Python and PyTorch: Hands-On AI for Language Models (S-IT0068)

Formation inter-entreprise

Durée

 16,00 heure(s)

2 days

Langue(s) de prestation

EN

Prochaine session

Qui organise cette formation ?

Le Luxembourg Lifelong Learning Centre (LLLC), le centre de formation continue de la Chambre des salariés, dispose d'une large gamme de formations continues qui s’adressent à tout un chacun. Son offre de formation a pour objet de doter les apprenants pour autant que possible du savoir-faire approprié pour maîtriser un environnement de travail, des processus et des technologies, voire des aptitudes sociales, en constante évolution, et ce pour sécuriser au maximum leurs parcours professionnels.

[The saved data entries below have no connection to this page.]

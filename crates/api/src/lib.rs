//! Huddle wire protocol definitions.
//!
//! Message types live in the `proto` module. They are plain `prost` messages
//! declared in Rust, so no protobuf compiler is needed at build time. This
//! crate also provides the helpers for framing those messages over a QUIC
//! stream and for normalizing room codes.

use bytes::BytesMut;
use prost::Message;
use thiserror::Error;

pub mod proto;

/// ALPN protocol identifier negotiated by client and server.
pub const ALPN: &[u8] = b"huddle";

/// Number of characters in a generated room code.
pub const ROOM_CODE_LEN: usize = 6;

/// Normalize a room code as typed by a user.
///
/// Codes are compared case-insensitively, so every entry point uppercases
/// them after trimming surrounding whitespace.
pub fn normalize_room_code(raw: &str) -> String {
    raw.trim().to_ascii_uppercase()
}

/// Encode a protobuf message into a length-prefixed frame.
pub fn encode_frame<M: Message>(msg: &M) -> Vec<u8> {
    let mut buf = BytesMut::with_capacity(msg.encoded_len() + 4);
    msg.encode_length_delimited(&mut buf)
        .expect("encoding to BytesMut cannot fail");
    buf.to_vec()
}

/// Largest frame body accepted from a peer.
pub const MAX_FRAME_LEN: usize = 64 * 1024;

/// A varint length prefix never takes more than this many bytes.
const MAX_DELIMITER_LEN: usize = 10;

/// The byte stream can no longer be split into frames.
#[derive(Debug, Clone, PartialEq, Eq, Error)]
pub enum FrameError {
    #[error("frame of {len} bytes exceeds the {} byte limit", MAX_FRAME_LEN)]
    TooLarge { len: usize },

    #[error("malformed length prefix")]
    BadLength,
}

/// Attempt to read a single length-prefixed frame from the buffer.
///
/// Returns `Ok(Some(frame_bytes))` when a full frame is available, leaving any
/// remaining bytes in `src`, and `Ok(None)` if not enough data is present yet.
/// A prefix that is malformed or announces more than [`MAX_FRAME_LEN`] bytes
/// is an error; the stream cannot be resynchronised after it.
pub fn try_decode_frame(src: &mut BytesMut) -> Result<Option<Vec<u8>>, FrameError> {
    // Peek at the length delimiter without consuming it.
    let mut peek = &src[..];
    let len = match prost::decode_length_delimiter(&mut peek) {
        Ok(len) => len,
        Err(_) if src.len() < MAX_DELIMITER_LEN => return Ok(None),
        Err(_) => return Err(FrameError::BadLength),
    };
    if len > MAX_FRAME_LEN {
        return Err(FrameError::TooLarge { len });
    }

    let delimiter_len = src.len() - peek.len();
    if src.len() < delimiter_len + len {
        return Ok(None);
    }

    let _ = src.split_to(delimiter_len);
    Ok(Some(src.split_to(len).to_vec()))
}

/// Wrap a server event into an envelope.
pub fn server_event(kind: proto::server_event::Kind) -> proto::Envelope {
    proto::Envelope {
        payload: Some(proto::envelope::Payload::ServerEvent(proto::ServerEvent {
            kind: Some(kind),
        })),
    }
}

/// Wrap a client request into an envelope.
pub fn request(payload: proto::envelope::Payload) -> proto::Envelope {
    proto::Envelope {
        payload: Some(payload),
    }
}

#[cfg(test)]
mod tests {
    use super::*;
    use proto::envelope::Payload;

    #[test]
    fn test_normalize_room_code() {
        assert_eq!(normalize_room_code("ab12cd"), "AB12CD");
        assert_eq!(normalize_room_code("  aB12Cd \n"), "AB12CD");
        assert_eq!(normalize_room_code(""), "");
    }

    #[test]
    fn test_partial_frame_waits_for_more_bytes() {
        let env = request(Payload::JoinRoom(proto::JoinRoom {
            code: "AB12CD".to_string(),
        }));
        let frame = encode_frame(&env);

        let mut buf = BytesMut::new();
        buf.extend_from_slice(&frame[..frame.len() - 1]);
        assert_eq!(try_decode_frame(&mut buf), Ok(None));
        assert_eq!(buf.len(), frame.len() - 1, "partial frame must not be consumed");

        buf.extend_from_slice(&frame[frame.len() - 1..]);
        let decoded = try_decode_frame(&mut buf).unwrap().expect("complete frame");
        assert!(buf.is_empty());
        assert_eq!(proto::Envelope::decode(&*decoded).unwrap(), env);
    }

    #[test]
    fn test_back_to_back_frames_split_cleanly() {
        let first = request(Payload::ChatMessage(proto::ChatMessage {
            room_code: "AB12CD".to_string(),
            text: "hello".to_string(),
        }));
        let second = server_event(proto::server_event::Kind::System(proto::SystemNotice {
            text: "Room 'AB12CD' has been closed.".to_string(),
        }));

        let mut buf = BytesMut::new();
        buf.extend_from_slice(&encode_frame(&first));
        buf.extend_from_slice(&encode_frame(&second));

        let a = try_decode_frame(&mut buf).unwrap().unwrap();
        let b = try_decode_frame(&mut buf).unwrap().unwrap();
        assert_eq!(try_decode_frame(&mut buf), Ok(None));
        assert_eq!(proto::Envelope::decode(&*a).unwrap(), first);
        assert_eq!(proto::Envelope::decode(&*b).unwrap(), second);
    }

    #[test]
    fn test_error_kind_survives_encoding() {
        let env = server_event(proto::server_event::Kind::Error(proto::CommandError {
            kind: proto::ErrorKind::RoomMismatch as i32,
            message: "stale".to_string(),
        }));
        let mut buf = BytesMut::from(&encode_frame(&env)[..]);
        let frame = try_decode_frame(&mut buf).unwrap().unwrap();
        let decoded = proto::Envelope::decode(&*frame).unwrap();

        let Some(Payload::ServerEvent(ev)) = decoded.payload else {
            panic!("expected server event");
        };
        let Some(proto::server_event::Kind::Error(err)) = ev.kind else {
            panic!("expected error event");
        };
        assert_eq!(err.kind(), proto::ErrorKind::RoomMismatch);
    }

    #[test]
    fn test_huge_length_prefix_is_rejected() {
        // Varint for u64::MAX followed by a few body bytes.
        let mut buf = BytesMut::new();
        buf.extend_from_slice(&[0xff; 9]);
        buf.extend_from_slice(&[0x01]);
        buf.extend_from_slice(&[0; 8]);

        assert!(try_decode_frame(&mut buf).is_err());
        assert_eq!(buf.len(), 18);
    }

    #[test]
    fn test_frame_just_over_limit_is_rejected_before_buffering() {
        let mut buf = BytesMut::new();
        prost::encode_length_delimiter(MAX_FRAME_LEN + 1, &mut buf).unwrap();

        assert_eq!(
            try_decode_frame(&mut buf),
            Err(FrameError::TooLarge { len: MAX_FRAME_LEN + 1 })
        );
    }

    #[test]
    fn test_frame_at_limit_is_accepted() {
        let mut buf = BytesMut::new();
        prost::encode_length_delimiter(MAX_FRAME_LEN, &mut buf).unwrap();
        assert_eq!(try_decode_frame(&mut buf), Ok(None));

        buf.extend_from_slice(&vec![0u8; MAX_FRAME_LEN]);
        assert_eq!(try_decode_frame(&mut buf).unwrap().map(|f| f.len()), Some(MAX_FRAME_LEN));
        assert!(buf.is_empty());
    }

    #[test]
    fn test_overlong_varint_is_malformed() {
        let mut buf = BytesMut::from(&[0xffu8; 11][..]);
        assert_eq!(try_decode_frame(&mut buf), Err(FrameError::BadLength));

        // Fewer bytes may still be an incomplete prefix.
        let mut short = BytesMut::from(&[0xffu8; 4][..]);
        assert_eq!(try_decode_frame(&mut short), Ok(None));
    }
}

Le LLLC propose une panoplie importante de formations: des cours du soir; des séminaires, qui peuvent être adaptés sur mesure selon les besoins des entreprises; des formations universitaires; des formations spécialisées; des formations pour seniors; des certifications professionnelles.

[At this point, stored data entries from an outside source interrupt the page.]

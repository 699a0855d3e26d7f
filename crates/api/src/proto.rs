//! Protobuf message definitions (package `huddle.api.v1`).
//!
//! Every frame on the control stream is an [`Envelope`]. Tags are part of the
//! wire format and must never be renumbered.

/// Top-level frame exchanged in both directions.
#[derive(Clone, PartialEq, ::prost::Message)]
pub struct Envelope {
    #[prost(oneof = "envelope::Payload", tags = "1, 2, 3, 4, 5, 6, 7, 8, 9")]
    pub payload: ::core::option::Option<envelope::Payload>,
}

pub mod envelope {
    #[derive(Clone, PartialEq, ::prost::Oneof)]
    pub enum Payload {
        #[prost(message, tag = "1")]
        ClientHello(super::ClientHello),
        #[prost(message, tag = "2")]
        ServerHello(super::ServerHello),
        #[prost(message, tag = "3")]
        JoinRoom(super::JoinRoom),
        #[prost(message, tag = "4")]
        ChatMessage(super::ChatMessage),
        #[prost(message, tag = "5")]
        CreateRoom(super::CreateRoom),
        #[prost(message, tag = "6")]
        DeleteRoom(super::DeleteRoom),
        #[prost(message, tag = "7")]
        ListRooms(super::ListRooms),
        #[prost(message, tag = "8")]
        Disconnect(super::Disconnect),
        #[prost(message, tag = "9")]
        ServerEvent(super::ServerEvent),
    }
}

/// First frame sent by a client. Carries the credentials to verify.
#[derive(Clone, PartialEq, ::prost::Message)]
pub struct ClientHello {
    #[prost(string, tag = "1")]
    pub username: ::prost::alloc::string::String,
    #[prost(string, tag = "2")]
    pub password: ::prost::alloc::string::String,
    /// Create the account before logging in.
    #[prost(bool, tag = "3")]
    pub register: bool,
}

#[derive(Clone, PartialEq, ::prost::Message)]
pub struct ServerHello {
    #[prost(string, tag = "1")]
    pub server_name: ::prost::alloc::string::String,
    #[prost(uint64, tag = "2")]
    pub user_id: u64,
    #[prost(string, tag = "3")]
    pub username: ::prost::alloc::string::String,
}

#[derive(Clone, PartialEq, ::prost::Message)]
pub struct JoinRoom {
    #[prost(string, tag = "1")]
    pub code: ::prost::alloc::string::String,
}

#[derive(Clone, PartialEq, ::prost::Message)]
pub struct ChatMessage {
    /// The room the client believes it is in.
    #[prost(string, tag = "1")]
    pub room_code: ::prost::alloc::string::String,
    #[prost(string, tag = "2")]
    pub text: ::prost::alloc::string::String,
}

#[derive(Clone, PartialEq, ::prost::Message)]
pub struct CreateRoom {
    /// Display name. Empty means "Room by <username>".
    #[prost(string, tag = "1")]
    pub name: ::prost::alloc::string::String,
}

#[derive(Clone, PartialEq, ::prost::Message)]
pub struct DeleteRoom {
    #[prost(string, tag = "1")]
    pub code: ::prost::alloc::string::String,
}

#[derive(Clone, PartialEq, ::prost::Message)]
pub struct ListRooms {}

#[derive(Clone, PartialEq, ::prost::Message)]
pub struct Disconnect {
    #[prost(string, tag = "1")]
    pub reason: ::prost::alloc::string::String,
}

/// Server-to-client event.
#[derive(Clone, PartialEq, ::prost::Message)]
pub struct ServerEvent {
    #[prost(oneof = "server_event::Kind", tags = "1, 2, 3, 4, 5, 6")]
    pub kind: ::core::option::Option<server_event::Kind>,
}

pub mod server_event {
    #[derive(Clone, PartialEq, ::prost::Oneof)]
    pub enum Kind {
        #[prost(message, tag = "1")]
        System(super::SystemNotice),
        #[prost(message, tag = "2")]
        Chat(super::ChatBroadcast),
        #[prost(message, tag = "3")]
        RoomCreated(super::RoomCreated),
        #[prost(message, tag = "4")]
        RoomDeleted(super::RoomDeleted),
        #[prost(message, tag = "5")]
        RoomList(super::RoomList),
        #[prost(message, tag = "6")]
        Error(super::CommandError),
    }
}

#[derive(Clone, PartialEq, ::prost::Message)]
pub struct SystemNotice {
    #[prost(string, tag = "1")]
    pub text: ::prost::alloc::string::String,
}

#[derive(Clone, PartialEq, ::prost::Message)]
pub struct ChatBroadcast {
    #[prost(uint64, tag = "1")]
    pub sender_id: u64,
    #[prost(string, tag = "2")]
    pub sender: ::prost::alloc::string::String,
    #[prost(string, tag = "3")]
    pub text: ::prost::alloc::string::String,
    /// Milliseconds since the Unix epoch, stamped by the server.
    #[prost(int64, tag = "4")]
    pub timestamp_ms: i64,
}

#[derive(Clone, PartialEq, ::prost::Message)]
pub struct RoomCreated {
    #[prost(string, tag = "1")]
    pub code: ::prost::alloc::string::String,
    #[prost(string, tag = "2")]
    pub name: ::prost::alloc::string::String,
}

#[derive(Clone, PartialEq, ::prost::Message)]
pub struct RoomDeleted {
    #[prost(string, tag = "1")]
    pub code: ::prost::alloc::string::String,
}

#[derive(Clone, PartialEq, ::prost::Message)]
pub struct RoomSummary {
    #[prost(string, tag = "1")]
    pub code: ::prost::alloc::string::String,
    #[prost(string, tag = "2")]
    pub name: ::prost::alloc::string::String,
    #[prost(uint64, tag = "3")]
    pub created_by_id: u64,
    #[prost(string, tag = "4")]
    pub created_by: ::prost::alloc::string::String,
    #[prost(int64, tag = "5")]
    pub created_at_ms: i64,
}

/// Rooms ordered newest first.
#[derive(Clone, PartialEq, ::prost::Message)]
pub struct RoomList {
    #[prost(message, repeated, tag = "1")]
    pub rooms: ::prost::alloc::vec::Vec<RoomSummary>,
}

#[derive(Clone, PartialEq, ::prost::Message)]
pub struct CommandError {
    #[prost(enumeration = "ErrorKind", tag = "1")]
    pub kind: i32,
    #[prost(string, tag = "2")]
    pub message: ::prost::alloc::string::String,
}

#[derive(Clone, Copy, Debug, PartialEq, Eq, Hash, PartialOrd, Ord, ::prost::Enumeration)]
#[repr(i32)]
pub enum ErrorKind {
    Unspecified = 0,
    Unauthenticated = 1,
    RoomNotFound = 2,
    NotInRoom = 3,
    RoomMismatch = 4,
    LookupTimeout = 5,
    InvalidRequest = 6,
    UsernameTaken = 7,
    CodeSpaceExhausted = 8,
    Internal = 9,
}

À qui s'adresse la formation?

This seminar is designed for intermediate Python programmers and AI practitioners who are comfortable with Python, have basic machine learning knowledge, and are eager to deepen their skills in NLP and PyTorch-based model development.

Prérequis

Basic programming experience with Python and confidence in writing Python code are required.

Objectifs

  • Understand the Basics of Language Models
  • Build and Fine-Tune Custom Models
  • Apply Techniques to Solve Real-World NLP Problems

Contenu

  • Introduction to Language Models and Transformers
    • Fundamentals of NLP and language models (LMs), covering key concepts like tokenization, embeddings, and attention mechanisms.
    • Overview of Transformer architectures and popular models like BERT and GPT.
  • Building a Language Model from Scratch with Python and PyTorch
    • Step-by-step guide to implementing a simple language model in PyTorch, covering layers, tokenization, and loss functions.
    • Training and evaluating the model on a small dataset to understand performance and limitations.
  • Fine-Tuning Pre-trained Models with Python and PyTorch
    • Introduction to Hugging Face Transformers and PyTorch Lightning.
    • Hands-on exercise: fine-tuning a pre-trained model for a specific task, such as sentiment analysis or text classification.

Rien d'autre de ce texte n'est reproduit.